▶ _Exercise prompt_: Report back the lines in this listing that carry the string "only".

▶ _Task input_:
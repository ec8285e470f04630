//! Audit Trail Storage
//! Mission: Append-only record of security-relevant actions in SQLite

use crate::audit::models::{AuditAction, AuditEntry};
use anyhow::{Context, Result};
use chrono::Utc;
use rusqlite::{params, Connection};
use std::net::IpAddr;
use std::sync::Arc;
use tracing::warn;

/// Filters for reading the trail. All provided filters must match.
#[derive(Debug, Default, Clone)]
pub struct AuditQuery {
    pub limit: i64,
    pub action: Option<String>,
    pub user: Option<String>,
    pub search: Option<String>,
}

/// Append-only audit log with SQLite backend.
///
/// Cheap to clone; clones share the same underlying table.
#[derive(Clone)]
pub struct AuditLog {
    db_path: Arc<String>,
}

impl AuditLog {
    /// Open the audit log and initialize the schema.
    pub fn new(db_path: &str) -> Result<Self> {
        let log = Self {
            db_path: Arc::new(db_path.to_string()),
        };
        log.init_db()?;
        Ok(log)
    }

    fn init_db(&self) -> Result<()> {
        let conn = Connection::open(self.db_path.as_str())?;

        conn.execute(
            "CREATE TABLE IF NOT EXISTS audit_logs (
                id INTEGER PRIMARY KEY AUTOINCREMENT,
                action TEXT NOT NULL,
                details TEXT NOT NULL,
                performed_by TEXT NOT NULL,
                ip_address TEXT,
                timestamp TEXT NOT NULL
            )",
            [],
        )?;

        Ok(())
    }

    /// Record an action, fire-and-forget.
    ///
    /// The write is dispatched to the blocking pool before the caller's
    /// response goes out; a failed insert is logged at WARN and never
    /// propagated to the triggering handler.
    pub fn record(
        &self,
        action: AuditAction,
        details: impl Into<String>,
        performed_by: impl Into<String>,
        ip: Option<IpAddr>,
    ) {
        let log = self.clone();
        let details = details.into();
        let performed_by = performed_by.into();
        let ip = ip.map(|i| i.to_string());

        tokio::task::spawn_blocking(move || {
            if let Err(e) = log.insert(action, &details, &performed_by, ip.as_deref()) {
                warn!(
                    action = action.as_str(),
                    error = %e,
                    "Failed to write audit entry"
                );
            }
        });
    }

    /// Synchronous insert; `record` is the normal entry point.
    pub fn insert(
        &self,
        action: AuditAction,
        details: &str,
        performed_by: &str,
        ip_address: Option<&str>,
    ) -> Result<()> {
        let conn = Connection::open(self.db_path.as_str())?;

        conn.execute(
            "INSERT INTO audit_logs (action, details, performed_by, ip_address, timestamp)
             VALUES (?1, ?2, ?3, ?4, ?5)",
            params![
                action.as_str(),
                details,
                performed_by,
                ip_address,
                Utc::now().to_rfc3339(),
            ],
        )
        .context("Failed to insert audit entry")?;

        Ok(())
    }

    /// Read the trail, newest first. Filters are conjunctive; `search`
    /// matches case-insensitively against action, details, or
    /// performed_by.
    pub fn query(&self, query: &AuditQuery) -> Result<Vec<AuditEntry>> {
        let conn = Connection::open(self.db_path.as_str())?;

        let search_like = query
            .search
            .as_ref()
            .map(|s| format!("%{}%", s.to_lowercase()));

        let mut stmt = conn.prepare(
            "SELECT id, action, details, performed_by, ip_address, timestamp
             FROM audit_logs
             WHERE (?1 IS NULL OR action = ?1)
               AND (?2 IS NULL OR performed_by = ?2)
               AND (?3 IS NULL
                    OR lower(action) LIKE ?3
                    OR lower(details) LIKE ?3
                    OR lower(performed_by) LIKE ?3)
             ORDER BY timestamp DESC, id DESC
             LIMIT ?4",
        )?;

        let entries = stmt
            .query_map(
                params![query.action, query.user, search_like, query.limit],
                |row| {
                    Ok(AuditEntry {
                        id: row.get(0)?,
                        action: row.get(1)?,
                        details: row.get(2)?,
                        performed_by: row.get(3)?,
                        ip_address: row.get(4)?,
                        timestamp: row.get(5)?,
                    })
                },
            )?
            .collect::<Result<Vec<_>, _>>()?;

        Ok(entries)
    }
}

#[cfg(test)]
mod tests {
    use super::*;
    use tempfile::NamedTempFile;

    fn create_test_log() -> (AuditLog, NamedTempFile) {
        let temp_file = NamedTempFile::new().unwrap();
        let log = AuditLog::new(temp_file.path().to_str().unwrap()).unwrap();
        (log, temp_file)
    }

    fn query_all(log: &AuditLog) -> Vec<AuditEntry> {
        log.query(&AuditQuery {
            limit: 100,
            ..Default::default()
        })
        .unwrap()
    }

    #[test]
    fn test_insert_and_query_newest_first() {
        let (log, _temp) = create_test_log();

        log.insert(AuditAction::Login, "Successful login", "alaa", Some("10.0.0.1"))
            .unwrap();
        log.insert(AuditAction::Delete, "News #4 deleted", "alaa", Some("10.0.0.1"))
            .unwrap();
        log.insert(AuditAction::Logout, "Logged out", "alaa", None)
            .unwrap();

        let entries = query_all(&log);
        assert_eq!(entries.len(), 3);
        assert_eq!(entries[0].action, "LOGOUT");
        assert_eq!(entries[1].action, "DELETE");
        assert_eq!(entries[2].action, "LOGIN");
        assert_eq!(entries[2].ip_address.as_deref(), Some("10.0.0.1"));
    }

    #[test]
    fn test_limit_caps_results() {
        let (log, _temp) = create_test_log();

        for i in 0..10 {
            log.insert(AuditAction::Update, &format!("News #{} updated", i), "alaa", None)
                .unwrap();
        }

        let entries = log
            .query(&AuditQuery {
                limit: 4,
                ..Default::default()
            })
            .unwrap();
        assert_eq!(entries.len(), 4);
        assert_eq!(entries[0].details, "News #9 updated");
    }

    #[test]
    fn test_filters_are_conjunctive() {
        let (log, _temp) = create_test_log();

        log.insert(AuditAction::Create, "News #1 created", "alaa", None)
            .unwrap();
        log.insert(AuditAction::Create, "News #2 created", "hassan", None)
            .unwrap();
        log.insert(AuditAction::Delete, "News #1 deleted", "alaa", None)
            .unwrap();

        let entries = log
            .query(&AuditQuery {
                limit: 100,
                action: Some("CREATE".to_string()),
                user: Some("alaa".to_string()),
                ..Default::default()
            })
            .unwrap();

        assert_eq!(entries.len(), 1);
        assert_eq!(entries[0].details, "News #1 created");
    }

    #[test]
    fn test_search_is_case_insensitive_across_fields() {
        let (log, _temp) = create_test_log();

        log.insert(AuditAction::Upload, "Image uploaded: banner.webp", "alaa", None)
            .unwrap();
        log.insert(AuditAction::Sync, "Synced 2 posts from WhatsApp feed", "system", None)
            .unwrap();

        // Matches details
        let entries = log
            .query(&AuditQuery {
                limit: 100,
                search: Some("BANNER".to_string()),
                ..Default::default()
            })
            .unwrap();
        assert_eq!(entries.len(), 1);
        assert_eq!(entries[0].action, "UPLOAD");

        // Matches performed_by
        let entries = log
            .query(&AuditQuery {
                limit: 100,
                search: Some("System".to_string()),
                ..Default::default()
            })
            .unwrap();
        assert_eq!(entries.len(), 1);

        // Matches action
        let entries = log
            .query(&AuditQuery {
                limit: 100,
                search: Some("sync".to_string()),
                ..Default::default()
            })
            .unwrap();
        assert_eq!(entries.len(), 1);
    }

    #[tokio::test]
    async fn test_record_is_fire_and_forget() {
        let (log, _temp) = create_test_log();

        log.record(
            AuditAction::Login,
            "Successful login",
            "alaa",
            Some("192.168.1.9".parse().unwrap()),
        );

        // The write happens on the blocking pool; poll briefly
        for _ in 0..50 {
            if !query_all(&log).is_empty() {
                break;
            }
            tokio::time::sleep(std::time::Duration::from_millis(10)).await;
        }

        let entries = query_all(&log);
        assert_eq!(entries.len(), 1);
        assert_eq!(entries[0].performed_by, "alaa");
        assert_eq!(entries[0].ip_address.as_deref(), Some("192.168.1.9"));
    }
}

▶ _Expected output_:
//! Mission: Append-only record of security-relevant actions in SQLite
/// Append-only audit log with SQLite backend.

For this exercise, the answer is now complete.